Records for the task
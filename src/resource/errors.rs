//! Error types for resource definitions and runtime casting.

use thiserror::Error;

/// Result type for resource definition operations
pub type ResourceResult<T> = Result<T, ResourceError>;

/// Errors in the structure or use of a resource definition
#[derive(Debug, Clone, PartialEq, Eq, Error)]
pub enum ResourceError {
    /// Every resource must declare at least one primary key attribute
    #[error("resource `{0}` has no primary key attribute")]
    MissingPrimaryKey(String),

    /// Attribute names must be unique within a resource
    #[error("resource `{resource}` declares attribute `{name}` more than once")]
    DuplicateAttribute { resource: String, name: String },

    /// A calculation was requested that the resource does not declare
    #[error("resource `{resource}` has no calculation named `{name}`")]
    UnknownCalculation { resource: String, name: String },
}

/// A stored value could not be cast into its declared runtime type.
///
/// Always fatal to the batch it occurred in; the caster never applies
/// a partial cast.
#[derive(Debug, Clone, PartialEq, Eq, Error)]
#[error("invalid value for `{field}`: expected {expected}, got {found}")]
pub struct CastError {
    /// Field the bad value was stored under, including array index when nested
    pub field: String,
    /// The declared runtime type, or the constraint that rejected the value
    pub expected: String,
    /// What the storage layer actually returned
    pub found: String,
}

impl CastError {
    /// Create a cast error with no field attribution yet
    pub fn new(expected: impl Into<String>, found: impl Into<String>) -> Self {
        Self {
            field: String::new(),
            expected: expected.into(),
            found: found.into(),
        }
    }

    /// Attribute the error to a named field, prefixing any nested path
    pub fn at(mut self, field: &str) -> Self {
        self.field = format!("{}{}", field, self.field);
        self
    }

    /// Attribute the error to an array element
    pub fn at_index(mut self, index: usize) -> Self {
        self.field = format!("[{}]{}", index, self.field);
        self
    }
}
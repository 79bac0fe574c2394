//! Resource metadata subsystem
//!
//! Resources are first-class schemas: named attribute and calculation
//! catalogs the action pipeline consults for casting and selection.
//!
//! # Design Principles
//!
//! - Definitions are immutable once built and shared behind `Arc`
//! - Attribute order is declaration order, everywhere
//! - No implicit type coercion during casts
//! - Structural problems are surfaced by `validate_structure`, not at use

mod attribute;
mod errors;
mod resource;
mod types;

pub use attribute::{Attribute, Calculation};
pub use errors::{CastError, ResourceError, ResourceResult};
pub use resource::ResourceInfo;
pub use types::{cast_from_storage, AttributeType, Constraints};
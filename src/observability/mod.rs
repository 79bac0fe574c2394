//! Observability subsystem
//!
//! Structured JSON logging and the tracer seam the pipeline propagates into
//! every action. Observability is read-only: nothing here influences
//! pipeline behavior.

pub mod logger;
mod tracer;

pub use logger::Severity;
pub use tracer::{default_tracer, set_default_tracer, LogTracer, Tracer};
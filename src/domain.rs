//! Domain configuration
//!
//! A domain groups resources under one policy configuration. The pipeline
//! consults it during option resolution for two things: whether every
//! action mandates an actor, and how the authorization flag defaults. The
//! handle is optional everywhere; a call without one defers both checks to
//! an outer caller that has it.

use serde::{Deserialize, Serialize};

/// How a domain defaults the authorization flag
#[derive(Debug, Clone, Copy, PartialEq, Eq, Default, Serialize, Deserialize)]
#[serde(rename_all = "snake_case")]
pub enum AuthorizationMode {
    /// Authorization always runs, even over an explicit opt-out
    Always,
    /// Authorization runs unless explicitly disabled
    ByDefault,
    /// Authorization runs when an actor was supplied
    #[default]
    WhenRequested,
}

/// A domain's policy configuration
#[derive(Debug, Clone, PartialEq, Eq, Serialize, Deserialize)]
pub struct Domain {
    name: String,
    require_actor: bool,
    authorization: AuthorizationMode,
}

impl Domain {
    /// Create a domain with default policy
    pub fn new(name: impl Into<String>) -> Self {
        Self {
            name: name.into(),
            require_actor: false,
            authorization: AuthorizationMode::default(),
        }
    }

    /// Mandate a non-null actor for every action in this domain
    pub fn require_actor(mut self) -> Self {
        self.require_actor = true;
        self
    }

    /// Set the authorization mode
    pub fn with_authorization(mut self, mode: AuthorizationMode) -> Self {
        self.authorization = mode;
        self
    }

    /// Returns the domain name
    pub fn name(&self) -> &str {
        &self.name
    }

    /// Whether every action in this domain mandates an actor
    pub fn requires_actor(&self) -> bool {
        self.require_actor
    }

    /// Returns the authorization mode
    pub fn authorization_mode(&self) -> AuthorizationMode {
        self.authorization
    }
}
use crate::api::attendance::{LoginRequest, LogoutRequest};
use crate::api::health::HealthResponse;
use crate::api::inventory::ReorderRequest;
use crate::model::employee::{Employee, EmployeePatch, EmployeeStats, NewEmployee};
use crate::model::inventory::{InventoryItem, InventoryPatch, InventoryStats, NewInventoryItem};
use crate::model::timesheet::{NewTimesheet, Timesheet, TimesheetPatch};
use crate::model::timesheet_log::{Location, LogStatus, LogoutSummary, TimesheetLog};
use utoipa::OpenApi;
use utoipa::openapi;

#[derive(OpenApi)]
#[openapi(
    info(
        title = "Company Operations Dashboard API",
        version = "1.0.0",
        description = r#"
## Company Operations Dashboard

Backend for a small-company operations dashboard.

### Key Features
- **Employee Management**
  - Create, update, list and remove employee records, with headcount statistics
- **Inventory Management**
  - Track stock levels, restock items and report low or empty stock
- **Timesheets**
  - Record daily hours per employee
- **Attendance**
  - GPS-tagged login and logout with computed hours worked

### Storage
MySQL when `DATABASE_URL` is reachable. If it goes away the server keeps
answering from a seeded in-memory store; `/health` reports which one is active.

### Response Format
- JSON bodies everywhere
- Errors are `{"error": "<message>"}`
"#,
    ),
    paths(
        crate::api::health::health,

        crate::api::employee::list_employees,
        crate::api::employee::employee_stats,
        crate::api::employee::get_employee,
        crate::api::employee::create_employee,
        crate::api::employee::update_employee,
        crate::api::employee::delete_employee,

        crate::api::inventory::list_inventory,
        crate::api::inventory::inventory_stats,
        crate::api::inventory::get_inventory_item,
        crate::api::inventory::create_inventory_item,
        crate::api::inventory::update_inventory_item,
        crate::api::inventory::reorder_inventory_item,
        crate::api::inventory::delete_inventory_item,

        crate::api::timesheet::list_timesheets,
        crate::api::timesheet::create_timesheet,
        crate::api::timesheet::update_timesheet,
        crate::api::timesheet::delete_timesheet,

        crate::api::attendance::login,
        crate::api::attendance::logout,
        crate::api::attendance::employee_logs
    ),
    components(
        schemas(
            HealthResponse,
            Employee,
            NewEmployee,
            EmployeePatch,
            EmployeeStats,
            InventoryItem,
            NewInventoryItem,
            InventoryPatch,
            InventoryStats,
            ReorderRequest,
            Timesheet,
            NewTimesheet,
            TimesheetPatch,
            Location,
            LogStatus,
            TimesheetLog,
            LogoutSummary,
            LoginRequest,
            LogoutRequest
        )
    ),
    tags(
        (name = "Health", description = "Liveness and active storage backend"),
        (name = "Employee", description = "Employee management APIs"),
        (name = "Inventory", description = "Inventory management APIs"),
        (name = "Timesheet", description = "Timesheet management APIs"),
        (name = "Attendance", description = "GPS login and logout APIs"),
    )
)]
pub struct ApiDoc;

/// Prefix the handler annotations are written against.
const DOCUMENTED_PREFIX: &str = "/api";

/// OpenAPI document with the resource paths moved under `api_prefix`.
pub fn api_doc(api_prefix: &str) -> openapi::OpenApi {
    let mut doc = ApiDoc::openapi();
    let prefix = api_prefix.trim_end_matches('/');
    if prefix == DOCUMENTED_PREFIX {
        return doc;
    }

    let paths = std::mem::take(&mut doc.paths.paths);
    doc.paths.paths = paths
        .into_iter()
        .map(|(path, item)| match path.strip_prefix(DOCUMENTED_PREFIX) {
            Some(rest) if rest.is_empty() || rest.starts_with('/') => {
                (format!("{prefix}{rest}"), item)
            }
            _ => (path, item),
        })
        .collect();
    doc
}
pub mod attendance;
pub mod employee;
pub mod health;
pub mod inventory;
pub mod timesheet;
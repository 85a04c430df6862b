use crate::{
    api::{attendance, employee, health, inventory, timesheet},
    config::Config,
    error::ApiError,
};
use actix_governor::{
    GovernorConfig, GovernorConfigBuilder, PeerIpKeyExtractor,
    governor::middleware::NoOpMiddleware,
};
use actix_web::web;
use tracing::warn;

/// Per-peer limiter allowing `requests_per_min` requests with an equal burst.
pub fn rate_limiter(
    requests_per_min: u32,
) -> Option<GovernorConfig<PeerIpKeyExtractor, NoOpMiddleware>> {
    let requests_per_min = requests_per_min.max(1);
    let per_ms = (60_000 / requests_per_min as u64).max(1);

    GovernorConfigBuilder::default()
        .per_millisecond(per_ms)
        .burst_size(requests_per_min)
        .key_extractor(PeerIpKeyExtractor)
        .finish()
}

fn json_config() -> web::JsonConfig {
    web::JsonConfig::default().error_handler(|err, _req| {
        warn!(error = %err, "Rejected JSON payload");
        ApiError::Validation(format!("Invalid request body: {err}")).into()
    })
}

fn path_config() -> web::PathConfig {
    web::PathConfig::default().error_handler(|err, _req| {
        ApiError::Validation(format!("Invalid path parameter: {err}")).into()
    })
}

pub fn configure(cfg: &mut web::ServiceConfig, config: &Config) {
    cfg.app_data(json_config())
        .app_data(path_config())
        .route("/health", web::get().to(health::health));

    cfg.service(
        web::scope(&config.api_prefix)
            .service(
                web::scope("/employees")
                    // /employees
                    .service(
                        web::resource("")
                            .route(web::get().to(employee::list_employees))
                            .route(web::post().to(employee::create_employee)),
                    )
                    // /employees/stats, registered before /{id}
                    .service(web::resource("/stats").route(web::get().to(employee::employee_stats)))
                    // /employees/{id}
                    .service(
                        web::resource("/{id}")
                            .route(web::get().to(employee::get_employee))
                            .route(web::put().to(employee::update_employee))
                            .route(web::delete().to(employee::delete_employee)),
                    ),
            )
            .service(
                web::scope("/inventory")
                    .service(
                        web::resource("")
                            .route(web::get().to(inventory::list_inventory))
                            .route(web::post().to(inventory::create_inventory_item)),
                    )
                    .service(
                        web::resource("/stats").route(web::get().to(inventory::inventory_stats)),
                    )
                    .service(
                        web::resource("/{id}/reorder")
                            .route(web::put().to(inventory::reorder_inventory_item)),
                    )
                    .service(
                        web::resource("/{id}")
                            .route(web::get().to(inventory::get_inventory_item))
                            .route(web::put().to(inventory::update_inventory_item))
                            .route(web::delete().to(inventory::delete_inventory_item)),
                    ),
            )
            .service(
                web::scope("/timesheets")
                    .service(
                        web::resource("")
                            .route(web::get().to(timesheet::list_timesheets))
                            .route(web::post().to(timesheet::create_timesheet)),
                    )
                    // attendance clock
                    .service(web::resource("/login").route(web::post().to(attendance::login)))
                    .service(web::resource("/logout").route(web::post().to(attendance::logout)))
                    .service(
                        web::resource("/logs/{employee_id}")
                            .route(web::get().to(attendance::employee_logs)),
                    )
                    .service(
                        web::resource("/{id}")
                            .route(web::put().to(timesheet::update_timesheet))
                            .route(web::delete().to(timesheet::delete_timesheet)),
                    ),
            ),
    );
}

--

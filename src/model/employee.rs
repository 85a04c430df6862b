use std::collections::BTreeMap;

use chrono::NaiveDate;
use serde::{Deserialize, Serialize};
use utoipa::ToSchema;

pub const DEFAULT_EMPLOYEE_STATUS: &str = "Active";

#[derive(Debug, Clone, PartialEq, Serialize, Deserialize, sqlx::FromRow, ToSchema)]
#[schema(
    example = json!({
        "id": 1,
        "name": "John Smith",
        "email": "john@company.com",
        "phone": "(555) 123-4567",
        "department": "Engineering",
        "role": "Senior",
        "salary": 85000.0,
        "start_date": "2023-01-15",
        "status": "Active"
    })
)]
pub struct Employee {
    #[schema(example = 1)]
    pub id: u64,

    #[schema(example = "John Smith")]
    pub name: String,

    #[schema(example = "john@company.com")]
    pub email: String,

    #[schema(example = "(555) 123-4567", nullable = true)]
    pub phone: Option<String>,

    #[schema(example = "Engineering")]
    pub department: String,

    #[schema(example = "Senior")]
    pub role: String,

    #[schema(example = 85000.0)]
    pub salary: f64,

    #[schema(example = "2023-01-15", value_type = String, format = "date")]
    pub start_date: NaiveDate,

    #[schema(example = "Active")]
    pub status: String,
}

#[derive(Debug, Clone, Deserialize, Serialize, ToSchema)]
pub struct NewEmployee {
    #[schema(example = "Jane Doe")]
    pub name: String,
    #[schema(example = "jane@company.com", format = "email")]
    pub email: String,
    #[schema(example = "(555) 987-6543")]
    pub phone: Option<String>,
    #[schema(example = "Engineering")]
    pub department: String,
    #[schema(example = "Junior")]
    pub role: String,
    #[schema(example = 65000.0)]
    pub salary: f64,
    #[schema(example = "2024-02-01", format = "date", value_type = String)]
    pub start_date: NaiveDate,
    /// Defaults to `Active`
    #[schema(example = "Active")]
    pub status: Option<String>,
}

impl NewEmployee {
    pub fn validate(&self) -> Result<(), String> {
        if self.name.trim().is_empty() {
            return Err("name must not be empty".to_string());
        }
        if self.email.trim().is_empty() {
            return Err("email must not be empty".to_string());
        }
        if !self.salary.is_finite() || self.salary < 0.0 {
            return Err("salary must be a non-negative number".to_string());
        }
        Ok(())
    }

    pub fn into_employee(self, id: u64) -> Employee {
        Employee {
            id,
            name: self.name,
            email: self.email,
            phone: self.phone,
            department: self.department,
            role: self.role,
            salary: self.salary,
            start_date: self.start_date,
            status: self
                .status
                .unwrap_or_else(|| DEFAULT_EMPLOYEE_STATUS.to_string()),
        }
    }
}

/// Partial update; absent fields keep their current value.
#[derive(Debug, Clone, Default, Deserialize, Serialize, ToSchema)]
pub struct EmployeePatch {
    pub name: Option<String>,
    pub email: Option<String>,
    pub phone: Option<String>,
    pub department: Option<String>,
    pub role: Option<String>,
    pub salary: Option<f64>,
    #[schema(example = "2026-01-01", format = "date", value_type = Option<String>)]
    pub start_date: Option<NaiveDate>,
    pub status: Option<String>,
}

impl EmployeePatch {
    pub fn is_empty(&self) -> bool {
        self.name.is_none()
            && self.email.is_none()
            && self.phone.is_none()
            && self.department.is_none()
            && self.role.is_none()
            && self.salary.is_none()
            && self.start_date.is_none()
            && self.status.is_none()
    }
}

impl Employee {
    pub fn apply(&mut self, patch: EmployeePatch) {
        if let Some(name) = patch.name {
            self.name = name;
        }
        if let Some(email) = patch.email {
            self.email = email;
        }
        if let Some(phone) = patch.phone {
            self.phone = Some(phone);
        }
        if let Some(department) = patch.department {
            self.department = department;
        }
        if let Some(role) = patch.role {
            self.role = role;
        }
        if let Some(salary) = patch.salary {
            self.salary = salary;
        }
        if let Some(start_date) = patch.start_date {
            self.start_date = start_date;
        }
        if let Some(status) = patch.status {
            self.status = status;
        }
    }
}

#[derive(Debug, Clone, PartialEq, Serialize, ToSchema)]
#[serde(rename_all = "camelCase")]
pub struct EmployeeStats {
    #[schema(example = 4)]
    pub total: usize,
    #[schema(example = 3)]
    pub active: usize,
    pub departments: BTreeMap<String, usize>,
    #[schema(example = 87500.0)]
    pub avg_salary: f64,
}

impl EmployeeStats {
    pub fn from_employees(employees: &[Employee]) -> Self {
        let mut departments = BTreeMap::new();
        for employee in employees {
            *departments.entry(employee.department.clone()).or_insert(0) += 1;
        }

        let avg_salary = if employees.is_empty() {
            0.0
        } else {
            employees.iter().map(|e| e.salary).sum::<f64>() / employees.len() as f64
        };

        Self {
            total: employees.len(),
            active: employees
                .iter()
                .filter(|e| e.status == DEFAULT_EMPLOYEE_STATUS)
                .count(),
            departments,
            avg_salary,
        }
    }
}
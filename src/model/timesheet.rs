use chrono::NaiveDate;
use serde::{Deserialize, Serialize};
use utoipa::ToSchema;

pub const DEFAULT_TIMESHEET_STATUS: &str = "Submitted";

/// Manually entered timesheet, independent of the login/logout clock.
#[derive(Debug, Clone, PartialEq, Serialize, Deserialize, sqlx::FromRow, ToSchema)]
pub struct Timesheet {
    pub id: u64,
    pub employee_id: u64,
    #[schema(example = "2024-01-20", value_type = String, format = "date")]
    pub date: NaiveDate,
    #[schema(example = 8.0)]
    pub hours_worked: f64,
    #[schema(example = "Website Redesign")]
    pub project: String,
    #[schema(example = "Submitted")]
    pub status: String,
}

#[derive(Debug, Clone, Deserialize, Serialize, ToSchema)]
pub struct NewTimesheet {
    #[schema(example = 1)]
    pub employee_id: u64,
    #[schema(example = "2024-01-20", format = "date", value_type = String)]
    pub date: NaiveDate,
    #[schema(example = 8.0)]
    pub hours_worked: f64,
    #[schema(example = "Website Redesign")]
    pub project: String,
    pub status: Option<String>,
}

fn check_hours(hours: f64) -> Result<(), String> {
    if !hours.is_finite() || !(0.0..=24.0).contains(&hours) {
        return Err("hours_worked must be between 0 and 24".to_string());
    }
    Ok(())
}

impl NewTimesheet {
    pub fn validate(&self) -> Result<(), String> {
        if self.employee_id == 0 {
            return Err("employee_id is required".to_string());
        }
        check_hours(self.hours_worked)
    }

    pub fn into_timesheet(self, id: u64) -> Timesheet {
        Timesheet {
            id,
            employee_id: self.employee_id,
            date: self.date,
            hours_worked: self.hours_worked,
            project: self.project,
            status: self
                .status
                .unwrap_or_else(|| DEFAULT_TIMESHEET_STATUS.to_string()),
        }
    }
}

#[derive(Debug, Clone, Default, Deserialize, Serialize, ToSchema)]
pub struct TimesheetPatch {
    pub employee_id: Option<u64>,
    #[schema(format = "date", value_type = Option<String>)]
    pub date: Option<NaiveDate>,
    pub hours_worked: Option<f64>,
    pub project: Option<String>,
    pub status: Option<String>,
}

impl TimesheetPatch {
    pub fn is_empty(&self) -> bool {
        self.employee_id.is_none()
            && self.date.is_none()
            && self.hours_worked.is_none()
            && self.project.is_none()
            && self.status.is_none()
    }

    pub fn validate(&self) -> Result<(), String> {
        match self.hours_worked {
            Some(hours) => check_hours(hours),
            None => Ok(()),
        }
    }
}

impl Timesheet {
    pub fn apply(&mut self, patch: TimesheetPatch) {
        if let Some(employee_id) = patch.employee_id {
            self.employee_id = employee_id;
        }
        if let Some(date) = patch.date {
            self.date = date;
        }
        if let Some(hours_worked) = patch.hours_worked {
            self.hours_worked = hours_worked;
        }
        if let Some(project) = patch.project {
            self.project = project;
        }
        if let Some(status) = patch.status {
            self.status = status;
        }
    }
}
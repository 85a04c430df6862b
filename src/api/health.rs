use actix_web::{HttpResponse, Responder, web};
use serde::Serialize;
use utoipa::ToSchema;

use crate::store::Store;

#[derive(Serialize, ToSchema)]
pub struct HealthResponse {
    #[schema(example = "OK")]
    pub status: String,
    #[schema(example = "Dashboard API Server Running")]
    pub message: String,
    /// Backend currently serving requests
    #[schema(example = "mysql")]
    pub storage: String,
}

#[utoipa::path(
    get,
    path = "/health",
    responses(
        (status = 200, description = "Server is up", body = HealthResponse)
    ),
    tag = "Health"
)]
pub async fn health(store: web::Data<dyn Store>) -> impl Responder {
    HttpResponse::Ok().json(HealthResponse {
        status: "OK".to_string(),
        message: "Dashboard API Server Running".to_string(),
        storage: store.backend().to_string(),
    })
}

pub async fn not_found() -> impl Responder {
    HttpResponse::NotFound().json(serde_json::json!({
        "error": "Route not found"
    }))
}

--

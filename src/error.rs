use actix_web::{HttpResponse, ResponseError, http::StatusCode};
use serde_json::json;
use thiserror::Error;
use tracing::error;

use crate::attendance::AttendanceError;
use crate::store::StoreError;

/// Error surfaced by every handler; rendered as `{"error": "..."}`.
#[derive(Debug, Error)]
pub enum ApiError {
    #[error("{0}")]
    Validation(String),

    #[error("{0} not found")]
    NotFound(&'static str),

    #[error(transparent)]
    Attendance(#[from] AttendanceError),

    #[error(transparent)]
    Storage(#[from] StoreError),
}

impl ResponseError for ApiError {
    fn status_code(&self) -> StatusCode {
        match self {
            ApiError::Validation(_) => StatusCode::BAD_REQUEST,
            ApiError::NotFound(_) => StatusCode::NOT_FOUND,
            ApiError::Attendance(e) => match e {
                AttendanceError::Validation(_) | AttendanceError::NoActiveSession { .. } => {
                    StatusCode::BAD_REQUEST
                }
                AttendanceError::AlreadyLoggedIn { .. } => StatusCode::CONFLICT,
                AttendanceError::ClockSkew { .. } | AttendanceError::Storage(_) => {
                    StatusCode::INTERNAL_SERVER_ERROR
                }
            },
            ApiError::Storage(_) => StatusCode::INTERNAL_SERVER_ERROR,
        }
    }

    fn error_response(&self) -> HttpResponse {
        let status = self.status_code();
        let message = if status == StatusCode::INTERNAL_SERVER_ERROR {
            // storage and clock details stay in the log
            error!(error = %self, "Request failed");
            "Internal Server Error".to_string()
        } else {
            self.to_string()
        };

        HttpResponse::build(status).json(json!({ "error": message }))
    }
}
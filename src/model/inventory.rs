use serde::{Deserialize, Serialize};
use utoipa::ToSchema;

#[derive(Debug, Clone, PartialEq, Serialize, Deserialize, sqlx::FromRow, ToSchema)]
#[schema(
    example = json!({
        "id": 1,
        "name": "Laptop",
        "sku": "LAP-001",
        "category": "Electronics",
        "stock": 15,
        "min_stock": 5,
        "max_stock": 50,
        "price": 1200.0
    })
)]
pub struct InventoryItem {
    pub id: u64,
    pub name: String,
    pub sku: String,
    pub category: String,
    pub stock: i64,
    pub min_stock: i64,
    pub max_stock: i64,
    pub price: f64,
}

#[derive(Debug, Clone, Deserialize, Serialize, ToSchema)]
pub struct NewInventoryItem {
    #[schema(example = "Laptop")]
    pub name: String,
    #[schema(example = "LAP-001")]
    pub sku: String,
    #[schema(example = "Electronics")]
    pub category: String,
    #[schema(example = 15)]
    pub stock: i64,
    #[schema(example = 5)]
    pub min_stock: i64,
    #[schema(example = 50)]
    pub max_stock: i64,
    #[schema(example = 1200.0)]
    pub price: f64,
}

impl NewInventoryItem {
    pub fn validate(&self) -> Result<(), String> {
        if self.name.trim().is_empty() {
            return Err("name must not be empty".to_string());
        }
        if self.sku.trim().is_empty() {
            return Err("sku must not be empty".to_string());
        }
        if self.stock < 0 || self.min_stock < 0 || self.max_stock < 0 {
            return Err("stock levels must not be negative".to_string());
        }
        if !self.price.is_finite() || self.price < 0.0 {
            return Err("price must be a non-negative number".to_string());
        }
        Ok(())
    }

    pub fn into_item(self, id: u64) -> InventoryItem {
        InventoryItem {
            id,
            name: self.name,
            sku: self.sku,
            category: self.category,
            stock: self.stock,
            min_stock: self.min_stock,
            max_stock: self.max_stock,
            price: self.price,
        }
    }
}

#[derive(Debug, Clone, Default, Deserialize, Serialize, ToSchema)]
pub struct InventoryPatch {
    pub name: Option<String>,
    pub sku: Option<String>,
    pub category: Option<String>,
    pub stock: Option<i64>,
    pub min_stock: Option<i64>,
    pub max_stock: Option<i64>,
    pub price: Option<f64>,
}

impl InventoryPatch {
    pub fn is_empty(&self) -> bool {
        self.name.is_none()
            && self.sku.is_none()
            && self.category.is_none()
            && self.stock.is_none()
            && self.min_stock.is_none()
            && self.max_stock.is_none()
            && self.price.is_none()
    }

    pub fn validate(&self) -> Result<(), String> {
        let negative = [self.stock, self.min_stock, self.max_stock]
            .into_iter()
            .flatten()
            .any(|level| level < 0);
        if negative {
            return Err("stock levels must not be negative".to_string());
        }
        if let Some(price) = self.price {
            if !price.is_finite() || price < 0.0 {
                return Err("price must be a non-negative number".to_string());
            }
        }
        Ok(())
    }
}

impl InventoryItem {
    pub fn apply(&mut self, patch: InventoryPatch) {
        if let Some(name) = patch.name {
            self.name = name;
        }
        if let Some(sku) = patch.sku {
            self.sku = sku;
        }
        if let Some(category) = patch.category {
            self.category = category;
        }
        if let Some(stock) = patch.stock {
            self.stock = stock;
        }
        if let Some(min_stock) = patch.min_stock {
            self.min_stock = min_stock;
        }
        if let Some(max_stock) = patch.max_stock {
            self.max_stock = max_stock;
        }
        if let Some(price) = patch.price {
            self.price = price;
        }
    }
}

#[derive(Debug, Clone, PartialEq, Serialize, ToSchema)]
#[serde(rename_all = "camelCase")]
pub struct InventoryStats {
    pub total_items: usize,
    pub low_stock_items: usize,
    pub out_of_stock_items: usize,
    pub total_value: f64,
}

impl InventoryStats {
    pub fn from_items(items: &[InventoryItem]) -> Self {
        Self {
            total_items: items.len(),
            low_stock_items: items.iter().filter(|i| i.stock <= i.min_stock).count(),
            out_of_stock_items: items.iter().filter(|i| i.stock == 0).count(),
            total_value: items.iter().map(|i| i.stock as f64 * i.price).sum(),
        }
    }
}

Work order
Take exactly the lines from the one containing "#[schema(example = 5)]" through the one containing "level < 0);" in the data above, and output them with nothing added.

Exercise response
    #[schema(example = 5)]
    pub min_stock: i64,
    #[schema(example = 50)]
    pub max_stock: i64,
    #[schema(example = 1200.0)]
    pub price: f64,
}

impl NewInventoryItem {
    pub fn validate(&self) -> Result<(), String> {
        if self.name.trim().is_empty() {
            return Err("name must not be empty".to_string());
        }
        if self.sku.trim().is_empty() {
            return Err("sku must not be empty".to_string());
        }
        if self.stock < 0 || self.min_stock < 0 || self.max_stock < 0 {
            return Err("stock levels must not be negative".to_string());
        }
        if !self.price.is_finite() || self.price < 0.0 {
            return Err("price must be a non-negative number".to_string());
        }
        Ok(())
    }

    pub fn into_item(self, id: u64) -> InventoryItem {
        InventoryItem {
            id,
            name: self.name,
            sku: self.sku,
            category: self.category,
            stock: self.stock,
            min_stock: self.min_stock,
            max_stock: self.max_stock,
            price: self.price,
        }
    }
}

#[derive(Debug, Clone, Default, Deserialize, Serialize, ToSchema)]
pub struct InventoryPatch {
    pub name: Option<String>,
    pub sku: Option<String>,
    pub category: Option<String>,
    pub stock: Option<i64>,
    pub min_stock: Option<i64>,
    pub max_stock: Option<i64>,
    pub price: Option<f64>,
}

impl InventoryPatch {
    pub fn is_empty(&self) -> bool {
        self.name.is_none()
            && self.sku.is_none()
            && self.category.is_none()
            && self.stock.is_none()
            && self.min_stock.is_none()
            && self.max_stock.is_none()
            && self.price.is_none()
    }

    pub fn validate(&self) -> Result<(), String> {
        let negative = [self.stock, self.min_stock, self.max_stock]
            .into_iter()
            .flatten()
            .any(|level| level < 0);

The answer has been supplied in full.